TASK - Provide only the number of lines in the records below that include "seen".

[Stored items]
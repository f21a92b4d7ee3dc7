//! Shake detection on the tilt switch
//!
//! A tilt switch chatters open and closed while it is shaken and sits still otherwise. The
//! detector counts switch edges against the tick counter: enough edges inside one window is a
//! shake. After a shake the detector ignores the switch for a cooldown period, so one vigorous
//! shake is not reported twice.
//!
//! Tick counts wrap, so all comparisons use wrapping arithmetic.

/// Shake detector tuning
#[derive(Debug, Clone, Copy, PartialEq, Eq)]
#[cfg_attr(feature = "defmt", derive(defmt::Format))]
pub struct ShakeConfig {
    /// Tilt edges needed inside one window
    pub min_edges: u8,
    /// Length of the counting window in ticks
    pub window_ticks: u16,
    /// Ticks to ignore the switch after a shake
    pub cooldown_ticks: u16,
}

impl ShakeConfig {
    /// Creates a shake detector configuration. A default is also available through `::default()`
    pub fn new(min_edges: u8, window_ticks: u16, cooldown_ticks: u16) -> Self {
        ShakeConfig {
            min_edges,
            window_ticks,
            cooldown_ticks,
        }
    }
}

impl Default for ShakeConfig {
    fn default() -> Self {
        ShakeConfig::new(6, 400, 500)
    }
}

/// Detector state
#[derive(Debug, Clone, Copy, PartialEq, Eq)]
#[cfg_attr(feature = "defmt", derive(defmt::Format))]
pub enum ShakeState {
    /// Waiting for the first edge
    Idle,
    /// Counting edges in a window opened at `since`
    Counting {
        /// Tick the window opened on
        since: u16,
        /// Edges seen so far
        edges: u8,
    },
    /// Ignoring the switch after a shake reported at `since`
    Cooldown {
        /// Tick the shake was reported on
        since: u16,
    },
}

/// Counts tilt edges into shakes
#[derive(Debug, Clone)]
pub struct ShakeDetector {
    config: ShakeConfig,
    state: ShakeState,
}

impl ShakeDetector {
    /// Create a detector
    pub fn new(config: ShakeConfig) -> Self {
        ShakeDetector {
            config,
            state: ShakeState::Idle,
        }
    }

    /// Current state
    pub fn state(&self) -> ShakeState {
        self.state
    }

    /// Feed the tilt edges seen since the last call at tick `now`. Returns `true` on the tick a
    /// shake is recognised.
    pub fn update(&mut self, now: u16, edges: u8) -> bool {
        match self.state {
            ShakeState::Cooldown { since } => {
                if now.wrapping_sub(since) >= self.config.cooldown_ticks {
                    self.state = ShakeState::Idle;
                }
                false
            }
            ShakeState::Counting { since, edges: seen } => {
                if now.wrapping_sub(since) > self.config.window_ticks {
                    trace!("shake window expired with {} edges", seen);
                    self.state = ShakeState::Idle;
                    return self.open(now, edges);
                }
                self.count(now, since, seen.saturating_add(edges))
            }
            ShakeState::Idle => self.open(now, edges),
        }
    }

    fn open(&mut self, now: u16, edges: u8) -> bool {
        if edges == 0 {
            return false;
        }
        self.count(now, now, edges)
    }

    fn count(&mut self, now: u16, since: u16, edges: u8) -> bool {
        if edges >= self.config.min_edges {
            debug!("shake: {} edges in {} ticks", edges, now.wrapping_sub(since));
            self.state = ShakeState::Cooldown { since: now };
            true
        } else {
            self.state = ShakeState::Counting { since, edges };
            false
        }
    }
}

#[cfg(test)]
mod tests {
    use super::*;

    fn detector() -> ShakeDetector {
        ShakeDetector::new(ShakeConfig::new(4, 100, 50))
    }

    #[test]
    fn edges_inside_window_make_a_shake() {
        let mut det = detector();
        assert!(!det.update(10, 1));
        assert_eq!(det.state(), ShakeState::Counting { since: 10, edges: 1 });
        assert!(!det.update(30, 0));
        assert!(!det.update(40, 2));
        assert!(det.update(90, 1));
        assert_eq!(det.state(), ShakeState::Cooldown { since: 90 });
    }

    #[test]
    fn slow_edges_expire() {
        let mut det = detector();
        assert!(!det.update(0, 2));
        assert!(!det.update(50, 1));
        // Window has passed: the run is dropped and this edge opens a new window
        assert!(!det.update(101, 1));
        assert_eq!(det.state(), ShakeState::Counting { since: 101, edges: 1 });
        assert!(!det.update(150, 0));
        assert!(!det.update(202, 0));
        assert_eq!(det.state(), ShakeState::Idle);
    }

    #[test]
    fn last_tick_of_window_still_counts() {
        let mut det = detector();
        assert!(!det.update(0, 3));
        assert!(det.update(100, 1));
        assert_eq!(det.state(), ShakeState::Cooldown { since: 100 });
    }

    #[test]
    fn burst_on_one_tick_counts() {
        let mut det = detector();
        assert!(det.update(5, 9));
    }

    #[test]
    fn cooldown_ignores_edges() {
        let mut det = detector();
        assert!(det.update(0, 4));
        assert!(!det.update(10, 10));
        assert!(!det.update(49, 10));
        assert!(!det.update(50, 10));
        assert_eq!(det.state(), ShakeState::Idle);
        assert!(det.update(51, 4));
    }

    #[test]
    fn tick_counter_wraps() {
        let mut det = detector();
        assert!(!det.update(u16::MAX - 10, 2));
        assert!(det.update(20, 2));
    }
}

FINISHED TASK - 5